Doença
inflamatória é caracterizada por cólicas intensas e pode prejudicar a qualidade
de vida da mulher, bem como trazer dificuldades para engravidar
A
campanha Março Amarelo chama atenção para a endometriose, uma condição
inflamatória crônica em que tecido semelhante ao endométrio (que reveste o
interior do útero) se implanta fora do útero, podendo acometer ovários,
peritônio, bexiga e intestino. Esses focos podem desencadear inflamação
recorrente, dor e formação de aderências. De acordo com o Ministério da Saúde,
a prevalência estimada é de 5% a 15% das mulheres em idade reprodutiva no
Brasil.
O
ginecologista e especialista em cirurgia robótica do Grupo São Lucas de
Ribeirão Preto, Dr. José Vitor Zanardi (CRM-SP 130.097 | RQE 38308), explica
que os sintomas podem impactar intensamente a rotina. “A endometriose pode
limitar o trabalho, a prática de atividade física e a vida sexual, além de
afetar o sono e o bem-estar emocional. Em algumas pacientes, também
pode estar associada à dificuldade para engravidar”, comenta.
Segundo
o médico, os sinais mais comuns incluem cólicas menstruais intensas, dor
pélvica fora do período menstrual, dor na relação sexual, sintomas intestinais
cíclicos (como dor para evacuar, constipação ou diarreia) e sintomas urinários
(dor ao urinar, urgência e dor relacionada ao enchimento da bexiga).
“Quando
há atraso no diagnóstico, a doença pode progredir e envolver estruturas
importantes, como ureteres, intestino e bexiga, aumentando o risco de
complicações e de cronificação da dor. Por isso, cólica incapacitante não deve
ser normalizada”, detalha.
Para
o diagnóstico, a avaliação começa pela história clínica e exame ginecológico.

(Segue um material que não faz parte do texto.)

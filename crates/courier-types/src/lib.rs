//! Shared type definitions for the Courier simulation.
//!
//! This crate is the single source of truth for the data model used across
//! the Courier workspace. Every other crate consumes these types; none of
//! them define their own copies of positions, jobs, or weather.
//!
//! # Modules
//!
//! - [`ids`] -- Identifier wrappers (`JobId`, `RunId`)
//! - [`enums`] -- Tiles, weather conditions, directions, lifecycle states, outcomes
//! - [`structs`] -- Positions, legend entries, jobs, bursts, player state, summaries
//! - [`commands`] -- Commands accepted by a simulation session

pub mod commands;
pub mod enums;
pub mod ids;
pub mod structs;

// Re-export all public types at crate root for convenience.
pub use commands::Command;
pub use enums::{Direction, JobState, Outcome, Tile, WeatherCondition};
pub use ids::{JobId, RunId};
pub use structs::{
    Deadline, Job, LegendEntry, PlayerState, Position, RunRecord, Summary, WeatherBurst,
    WeatherReading,
};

Os principais exames de imagem são o ultrassom transvaginal com protocolo
direcionado para endometriose e a ressonância magnética de pelve com protocolo
específico, que ajudam a mapear a extensão da doença, sobretudo na endometriose
profunda. Em muitos casos, clínica e imagem já permitem condução e planejamento
adequados.
Cirurgia robótica: quando pode ser indicada
O
tratamento é individualizado e pode incluir medidas clínicas e hormonais. A
cirurgia é considerada especialmente quando há dor persistente apesar do
tratamento, intolerância/contraindicação às medicações, suspeita de
comprometimento funcional de órgãos como ureter,
intestino e bexiga, ou quando a estratégia precisa levar em
conta o desejo reprodutivo da paciente.
A
cirurgia robótica é uma modalidade minimamente invasiva que pode ser
particularmente útil em casos mais complexos. Com visão 3D de alta definição e
instrumentos articulados, a tecnologia pode facilitar a dissecção em áreas
delicadas da pelve e suturas com maior controle. “Quando bem indicada e
realizada por equipe experiente, a robótica pode contribuir para um
procedimento mais preciso, especialmente ao redor de estruturas como ureteres,
nervos e intestino, além de favorecer recuperação mais rápida, com menos dor no
pós-operatório e menor tempo de internação”, reforça o especialista.
O
procedimento foi essencial para o tratamento de uma paciente de 32 anos, que
terá a identidade preservada por sigilo médico, com o quadro de
endometriose profunda com aderências e comprometimento em áreas delicadas da
pelve.
“Ela
chegou ao meu consultório exausta de conviver com dor e desconforto importante
na relação sexual. Próximo da menstruação, também surgiam sintomas intestinais,
e a vida foi ficando cada vez mais limitada. Havia um ponto que ela repetiu com
muita clareza naquela consulta. Ela queria engravidar, e sentia que a dor
estava roubando esse projeto”, relembra o médico.
Por
pretender engravidar e não ter o resultado esperado com o tratamento clínico, a
operação robótica foi realizada no Hospital São Lucas com o objetivo de
tratar os focos, liberar aderências e preservar estruturas.
“O
pós-operatório foi muito positivo, com alta precoce e recuperação progressiva.
No retorno, ela me disse algo simples e muito forte, que tinha voltado a fazer
planos. Alguns meses depois, ela voltou ao consultório com uma notícia que
empolga qualquer equipe, estava grávida”, relata.
O
recado é simples e direto, reforçando que cólicas intensas e dor
pélvica que atrapalham a rotina devem ser investigadas. “Endometriose tem
tratamento e, quando necessário, a cirurgia minimamente
invasiva, incluindo a robótica em casos selecionados, pode trazer
alívio importante e devolver qualidade de vida”, conclui.